WORK INSTRUCTION » Across the records, find how many lines include the string "const" and answer with only the figure.

RECORDS TO USE »
//! TSIG-authenticated principals and their authorization policy (spec.md
//! §3, §4.6). Grounded in the zone-suffix/type-filter shape of
//! `original_source/internal/rfc2136/clients.go`.

use std::collections::HashSet;

use domain::base::iana::Class;
use domain::base::{Name, Record, Rtype, Serial, Ttl};
use domain::rdata::Soa;

use crate::error::Error;
use crate::fqdn::fqdn;

const SOA_TTL: u32 = 60;
const DEFAULT_MNAME: &str = "dns.invalid.";

/// One TSIG-authenticated principal and the policy it is granted.
#[derive(Debug, Clone)]
pub struct Client {
    pub name: String,
    pub secret: String,
    /// Zone suffixes, each stored in leading-dot form (e.g. `.example.com.`).
    pub zones: Vec<String>,
    /// Empty means "any supported type".
    pub types: HashSet<Rtype>,
    pub auto_delete: bool,
    pub xfr_allowed: bool,
}

impl Client {
    /// True iff some configured zone suffix is a suffix of `"." + name`,
    /// guaranteeing a label boundary (spec.md §4.6).
    pub fn is_name_allowed(&self, name: &str) -> bool {
        let dotted = format!(".{name}");
        self.zones.iter().any(|zone| dotted.ends_with(zone.as_str()))
    }

    pub fn is_type_allowed(&self, rtype: Rtype) -> bool {
        self.types.is_empty() || self.types.contains(&rtype)
    }

    /// The longest matching zone suffix, without the synthetic leading dot.
    pub fn zone_of(&self, name: &str) -> Option<&str> {
        let dotted = format!(".{name}");
        self.zones
            .iter()
            .filter(|zone| dotted.ends_with(zone.as_str()))
            .max_by_key(|zone| zone.len())
            .map(|zone| zone.trim_start_matches('.'))
    }

    /// Synthesizes a SOA RR for the zone matching `name` (spec.md §4.6).
    pub fn soa(&self, name: &str) -> Result<Record<Name<Vec<u8>>, Soa<Name<Vec<u8>>>>, Error> {
        let zone = self
            .zone_of(name)
            .ok_or_else(|| Error::not_found(format!("no zone matches {name:?}")))?;
        let zone = fqdn(zone);

        let owner = Name::<Vec<u8>>::from_str_relaxed(&zone)
            .map_err(|e| Error::parse(format!("invalid zone name {zone:?}: {e}")))?
            .to_owned();
        let mname = Name::<Vec<u8>>::from_str_relaxed(DEFAULT_MNAME)
            .expect("default mname is a valid name")
            .to_owned();
        let rname = Name::<Vec<u8>>::from_str_relaxed(&fqdn(&format!("admin.{zone}")))
            .map_err(|e| Error::internal(format!("invalid synthesized rname: {e}")))?
            .to_owned();

        let soa = Soa::new(
            mname,
            rname,
            Serial::now(),
            Ttl::from_secs(SOA_TTL * 2),
            Ttl::from_secs(SOA_TTL),
            Ttl::from_secs(SOA_TTL * 60),
            Ttl::from_secs(SOA_TTL),
        );

        Ok(Record::new(owner, Class::IN, Ttl::from_secs(SOA_TTL), soa))
    }
}

/// The set of configured clients, keyed by TSIG key name.
#[derive(Debug, Clone, Default)]
pub struct ClientRegistry {
    clients: Vec<Client>,
}

impl ClientRegistry {
    /// Builds a registry from configuration, rejecting duplicate names
    /// (spec.md §3 invariant).
    pub fn new(clients: Vec<Client>) -> Result<Self, Error> {
        let mut seen = HashSet::with_capacity(clients.len());
        for c in &clients {
            if !seen.insert(c.name.clone()) {
                return Err(Error::config(format!("duplicate client name: {}", c.name)));
            }
            if c.secret.len() < 32 {
                return Err(Error::config(format!(
                    "client {:?} secret shorter than 32 characters",
                    c.name
                )));
            }
        }
        Ok(ClientRegistry { clients })
    }

    /// Looks up the client bound to the TSIG RR's owner name.
    pub fn for_key_name(&self, tsig_name: &str) -> Result<&Client, Error> {
        self.clients
            .iter()
            .find(|c| c.name == tsig_name)
            .ok_or_else(|| Error::auth(format!("unknown client: {tsig_name:?}")))
    }

    pub fn iter(&self) -> impl Iterator<Item = &Client> {
        self.clients.iter()
    }
}

#[cfg(test)]
mod tests {
    use super::*;

    fn client(zones: &[&str]) -> Client {
        Client {
            name: "key.example.".into(),
            secret: "a".repeat(32),
            zones: zones.iter().map(|z| z.to_string()).collect(),
            types: HashSet::new(),
            auto_delete: false,
            xfr_allowed: false,
        }
    }

    #[test]
    fn is_name_allowed_respects_label_boundary() {
        let c = client(&[".good.com."]);
        assert!(c.is_name_allowed("host.good.com."));
        assert!(c.is_name_allowed("good.com."));
        assert!(!c.is_name_allowed("foo.evilgood.com."));
    }

    #[test]
    fn zone_of_returns_longest_match() {
        let c = client(&[".example.com.", ".sub.example.com."]);
        assert_eq!(c.zone_of("host.sub.example.com."), Some("sub.example.com."));
    }

    #[test]
    fn is_type_allowed_empty_set_means_any() {
        let c = client(&[".example.com."]);
        assert!(c.is_type_allowed(Rtype::A));
        assert!(c.is_type_allowed(Rtype::TXT));
    }

    #[test]
    fn registry_rejects_duplicate_names_and_short_secrets() {
        let dup = vec![client(&[".a.com."]), client(&[".b.com."])];
        assert!(ClientRegistry::new(dup).is_err());

        let mut short = client(&[".a.com."]);
        short.secret = "short".into();
        assert!(ClientRegistry::new(vec![short]).is_err());
    }

    #[test]
    fn for_key_name_rejects_unknown_client() {
        let registry = ClientRegistry::new(vec![client(&[".a.com."])]).unwrap();
        assert!(registry.for_key_name("nope.").is_err());
        assert!(registry.for_key_name("key.example.").is_ok());
    }
}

ANSWER TO THE PROBLEM » 2